The research also suggests a lack of knowledge about alternative funding sources such as corporate bonds could impede growth.
Companies' optimism about their own prospects however has increased substantially, rising to 64.0 from 60.6 last quarter. Confidence in the UK economy is at its highest level since the survey began 18 months ago, but at 47.8 is still just below the 50.0 level that would indicate optimism.
More than half (56%) of small and mid-cap com-panies expect full-time employees to rise over the next 12 months – the highest level seen on the index. Turnover expectations have also improved, with the mean expected turnover growth now at 11.2%, up from 7.9% last quarter.

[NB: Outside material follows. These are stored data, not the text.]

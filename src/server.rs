// HTTP server (Axum)
//
// Serves the drift handler locally so the phone app and the probe can run
// without API Gateway in front of them.

use crate::core::config::Config;
use crate::handler::{handle_event, DriftService, VERSION};
use crate::models::response::{LambdaProxyResponse, ResponseMode};
use anyhow::{Context, Result};
use axum::{
    body::Bytes,
    extract::{DefaultBodyLimit, State},
    http::{header, StatusCode},
    response::{IntoResponse, Json, Response},
    routing::{get, post},
    Router,
};
use serde_json::{json, Value};
use std::sync::Arc;
use tower_http::{
    cors::{Any, CorsLayer},
    trace::TraceLayer,
};
use tracing::{info, warn};

/// Request body cap. A frame sequence of full phone photos runs to several
/// MB once base64 encoded, well past axum's 2 MB default.
pub const DEFAULT_MAX_BODY_BYTES: usize = 10 * 1024 * 1024;

/// State shared across all HTTP handlers
#[derive(Clone)]
pub struct AppState {
    pub service: Arc<DriftService>,
    pub mode: ResponseMode,
}

pub fn create_router(service: DriftService, mode: ResponseMode, max_body_bytes: usize) -> Router {
    let state = AppState {
        service: Arc::new(service),
        mode,
    };

    Router::new()
        .route("/drifttest", post(drift))
        .route("/v1/drift", post(drift))
        .route("/health", get(health))
        .fallback(|| async {
            warn!("Unmatched request - 404 Not Found");
            (StatusCode::NOT_FOUND, "404 Not Found")
        })
        .with_state(state)
        .layer(DefaultBodyLimit::max(max_body_bytes))
        .layer(create_cors_layer())
        .layer(TraceLayer::new_for_http())
}

/// Bind and serve until Ctrl-C
pub async fn serve(config: &Config) -> Result<()> {
    let router = create_router(
        DriftService::from_config(config),
        config.response_mode,
        config.max_body_bytes,
    );
    let listener = tokio::net::TcpListener::bind(&config.bind_address)
        .await
        .with_context(|| format!("Failed to bind {}", config.bind_address))?;

    info!(
        address = %config.bind_address,
        mode = config.response_mode.to_string(),
        max_body_bytes = config.max_body_bytes,
        preset = config.threshold_preset.to_string(),
        "Drift server listening"
    );

    axum::serve(listener, router)
        .with_graceful_shutdown(shutdown_signal())
        .await
        .context("HTTP server failed")?;

    info!("Drift server stopped");
    Ok(())
}

async fn shutdown_signal() {
    if let Err(e) = tokio::signal::ctrl_c().await {
        warn!(error = %e, "Failed to listen for shutdown signal");
    }
}

// ==============================================================================
// Handlers
// ==============================================================================

async fn drift(State(state): State<AppState>, body: Bytes) -> Response {
    let event = request_event(&body);
    let envelope = handle_event(&event, &state.service);
    into_http_response(envelope, state.mode)
}

async fn health() -> Json<Value> {
    Json(json!({ "status": "ok", "version": VERSION }))
}

/// Raw request bytes as a handler event. Anything that isn't JSON is passed
/// on as a string body so the handler answers it with its own 400.
fn request_event(body: &[u8]) -> Value {
    if body.iter().all(u8::is_ascii_whitespace) {
        return json!({});
    }
    match serde_json::from_slice::<Value>(body) {
        Ok(event) => event,
        Err(_) => json!({ "body": String::from_utf8_lossy(body) }),
    }
}

fn into_http_response(envelope: LambdaProxyResponse, mode: ResponseMode) -> Response {
    match mode {
        ResponseMode::Envelope => (StatusCode::OK, Json(envelope)).into_response(),
        ResponseMode::Direct => {
            let status = StatusCode::from_u16(envelope.status_code)
                .unwrap_or(StatusCode::INTERNAL_SERVER_ERROR);
            (
                status,
                [(header::CONTENT_TYPE, "application/json")],
                envelope.body,
            )
                .into_response()
        }
    }
}

fn create_cors_layer() -> CorsLayer {
    CorsLayer::new()
        .allow_origin(Any)
        .allow_methods(Any)
        .allow_headers(Any)
}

Despite improving confidence, access to funding has deteriorated. Both companies and advisers reported all the main sources of funding were becoming more difficult to access. Confidence in private equity fell most sharply from the previous quarter, with companies rating the ease of raising finance through this channel at 4.2 out of 10, down from 5.0 last quarter.
Scott Knight, partner at BDO, said: "Companies have auspicious prospects but need capital to convert these into growth. A liquid capital market is a prerequisite for the small and mid-cap sector to remain as the crucial engine for UK growth."
Tim Ward, chief executive of the Quoted Companies Alliance, said: "Confidence among small and mid-cap companies is creeping up but if finance is not avail-able, then we will not see long-term growth."